Cursor's BugBot for PR review: where it earns its $40/month and where it doesn't

Published 2026-04-06 by Owner

Cursor launched BugBot in early 2025 — an automatic PR reviewer that posts inline comments on bugs it finds. It’s $40/month per active developer on top of Cursor Pro. Whether it’s worth it depends on your team’s existing review culture and what classes of bugs slip through your other gates.

I’ve been running BugBot on a small team’s repo for two months. Here’s the assessment.

What BugBot does

For each PR, BugBot:

Reads the diff
Reads the surrounding code in changed files
Reads related files via the codebase index
Posts inline comments where it suspects bugs
Marks the PR with a high-level summary of confidence

It does not comment on style, naming, or patterns. The marketing claim is “real bugs only.” This is mostly true — I’ve seen one style comment in two months, and it was actually a real null-safety issue that I’d misclassified initially.

What kinds of bugs it catches

Across about 80 PRs:

Off-by-one errors. Caught reliably. The classic for (let i = 0; i < arr.length - 1; i++) instead of i <= arr.length or i < arr.length. BugBot pointed out three real ones across the period.

Missing null/undefined checks. Caught reliably.
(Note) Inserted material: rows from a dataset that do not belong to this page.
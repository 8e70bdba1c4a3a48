//! Configuration types for watermark removal operations

use crate::error::{InpaintError, Result};
use crate::models::ModelSource;
use crate::services::progress::StageCeilings;
use serde::{Deserialize, Serialize};

/// Default width ratio of the strict inference mask region
pub const DEFAULT_WIDTH_RATIO: f32 = 0.15;
/// Default height ratio of the strict inference mask region
pub const DEFAULT_HEIGHT_RATIO: f32 = 0.15;
/// Default ratio of the extended blend region used at composite time
pub const DEFAULT_EXTENDED_RATIO: f32 = 0.16;

/// Default square model input size (LaMa-class exports)
pub const DEFAULT_MODEL_INPUT_SIZE: u32 = 512;

/// Execution provider options for ONNX Runtime
#[derive(Debug, Clone, Copy, PartialEq, Eq, Serialize, Deserialize)]
pub enum ExecutionProvider {
    /// Auto-detect best available provider (CUDA > `CoreML` > CPU)
    Auto,
    /// CPU execution (always available)
    Cpu,
    /// NVIDIA CUDA GPU acceleration
    Cuda,
    /// Apple Silicon GPU acceleration (Metal Performance Shaders)
    CoreMl,
}

impl Default for ExecutionProvider {
    fn default() -> Self {
        // Default to auto-detection for best performance
        Self::Auto
    }
}

impl std::fmt::Display for ExecutionProvider {
    fn fmt(&self, f: &mut std::fmt::Formatter<'_>) -> std::fmt::Result {
        match self {
            Self::Auto => write!(f, "auto"),
            Self::Cpu => write!(f, "cpu"),
            Self::Cuda => write!(f, "cuda"),
            Self::CoreMl => write!(f, "coreml"),
        }
    }
}

impl std::str::FromStr for ExecutionProvider {
    type Err = InpaintError;

    fn from_str(s: &str) -> Result<Self> {
        match s.to_ascii_lowercase().as_str() {
            "auto" => Ok(Self::Auto),
            "cpu" => Ok(Self::Cpu),
            "cuda" => Ok(Self::Cuda),
            "coreml" => Ok(Self::CoreMl),
            other => Err(InpaintError::invalid_config(format!(
                "Unknown execution provider '{other}' (expected auto, cpu, cuda, coreml)"
            ))),
        }
    }
}

/// The three ratios driving watermark region geometry.
///
/// `width_ratio` and `height_ratio` define the strict inference mask region;
/// `extended_ratio` defines the larger blend region used at composite time
/// and should be >= the base ratios so the patch edge lands on untouched
/// pixels. The usable range in practice is about `[0.05, 0.4]`; values are
/// not hard-validated.
#[derive(Debug, Clone, Copy, PartialEq, Serialize, Deserialize)]
pub struct RegionRatios {
    /// Fraction of the image width covered by the inference mask
    pub width_ratio: f32,
    /// Fraction of the image height covered by the inference mask
    pub height_ratio: f32,
    /// Fraction used for the extended blend region at composite time
    pub extended_ratio: f32,
}

impl Default for RegionRatios {
    fn default() -> Self {
        Self {
            width_ratio: DEFAULT_WIDTH_RATIO,
            height_ratio: DEFAULT_HEIGHT_RATIO,
            extended_ratio: DEFAULT_EXTENDED_RATIO,
        }
    }
}

impl RegionRatios {
    /// Build ratios from optional string overrides.
    ///
    /// Each override that is empty or does not parse as a finite number falls
    /// back to its default; no error is raised. This mirrors how the ratios
    /// arrive from freeform UI/CLI inputs.
    #[must_use]
    pub fn from_overrides(
        width_ratio: Option<&str>,
        height_ratio: Option<&str>,
        extended_ratio: Option<&str>,
    ) -> Self {
        Self {
            width_ratio: parse_ratio_or(width_ratio, DEFAULT_WIDTH_RATIO),
            height_ratio: parse_ratio_or(height_ratio, DEFAULT_HEIGHT_RATIO),
            extended_ratio: parse_ratio_or(extended_ratio, DEFAULT_EXTENDED_RATIO),
        }
    }
}

fn parse_ratio_or(value: Option<&str>, default: f32) -> f32 {
    value
        .map(str::trim)
        .filter(|s| !s.is_empty())
        .and_then(|s| s.parse::<f32>().ok())
        .filter(|v| v.is_finite())
        .unwrap_or(default)
}

/// Configuration for the watermark removal processor
#[derive(Debug, Clone)]
pub struct ProcessorConfig {
    /// Model artifact source (no bundled default; `None` fails runs with `ModelMissing`)
    pub model: Option<ModelSource>,
    /// Region ratio configuration
    pub ratios: RegionRatios,
    /// Square model input resolution
    pub model_input_size: u32,
    /// Execution provider for the inference backend
    pub execution_provider: ExecutionProvider,
    /// Number of intra-op threads for inference (0 = auto)
    pub intra_threads: usize,
    /// Number of inter-op threads for inference (0 = auto)
    pub inter_threads: usize,
    /// Enable debug mode (additional logging and validation)
    pub debug: bool,
    /// Per-stage progress ceilings (cosmetic, decoupled from control flow)
    pub ceilings: StageCeilings,
}

impl Default for ProcessorConfig {
    fn default() -> Self {
        Self {
            model: None,
            ratios: RegionRatios::default(),
            model_input_size: DEFAULT_MODEL_INPUT_SIZE,
            execution_provider: ExecutionProvider::default(),
            intra_threads: 0,
            inter_threads: 0,
            debug: false,
            ceilings: StageCeilings::default(),
        }
    }
}

impl ProcessorConfig {
    /// Create a new configuration builder
    #[must_use]
    pub fn builder() -> ProcessorConfigBuilder {
        ProcessorConfigBuilder::new()
    }
}

/// Builder for [`ProcessorConfig`]
pub struct ProcessorConfigBuilder {
    config: ProcessorConfig,
}

impl ProcessorConfigBuilder {
    #[must_use]
    pub fn new() -> Self {
        Self {
            config: ProcessorConfig::default(),
        }
    }

    #[must_use]
    pub fn model(mut self, model: ModelSource) -> Self {
        self.config.model = Some(model);
        self
    }

    #[must_use]
    pub fn ratios(mut self, ratios: RegionRatios) -> Self {
        self.config.ratios = ratios;
        self
    }

    #[must_use]
    pub fn model_input_size(mut self, size: u32) -> Self {
        self.config.model_input_size = size;
        self
    }

    #[must_use]
    pub fn execution_provider(mut self, provider: ExecutionProvider) -> Self {
        self.config.execution_provider = provider;
        self
    }

    #[must_use]
    pub fn intra_threads(mut self, threads: usize) -> Self {
        self.config.intra_threads = threads;
        self
    }

    #[must_use]
    pub fn inter_threads(mut self, threads: usize) -> Self {
        self.config.inter_threads = threads;
        self
    }

    #[must_use]
    pub fn debug(mut self, debug: bool) -> Self {
        self.config.debug = debug;
        self
    }

    #[must_use]
    pub fn ceilings(mut self, ceilings: StageCeilings) -> Self {
        self.config.ceilings = ceilings;
        self
    }

    /// Build the processor configuration
    ///
    /// # Errors
    ///
    /// Returns [`InpaintError::InvalidConfig`] for:
    /// - A zero model input size
    /// - A ceilings table that is not monotonically non-decreasing
    pub fn build(self) -> Result<ProcessorConfig> {
        if self.config.model_input_size == 0 {
            return Err(InpaintError::invalid_config(
                "Model input size must be greater than zero",
            ));
        }
        self.config.ceilings.validate()?;
        Ok(self.config)
    }
}

impl Default for ProcessorConfigBuilder {
    fn default() -> Self {
        Self::new()
    }
}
Especially good at noticing when a function’s return type allows undefined and the caller doesn’t handle it. About 12 real catches.

Race conditions in async code. Caught about 60% of the time. Notable: BugBot once flagged a useEffect dependency that would cause an infinite loop under specific input conditions. That one was a real catch and would have been a 4am incident.

Wrong error handling. Caught reliably for thrown exceptions; less reliable for callback-style or signal-based error paths. About 8 real catches.

SQL injection patterns. Caught reliably for direct string interpolation; missed when interpolation went through a helper function. About 4 catches.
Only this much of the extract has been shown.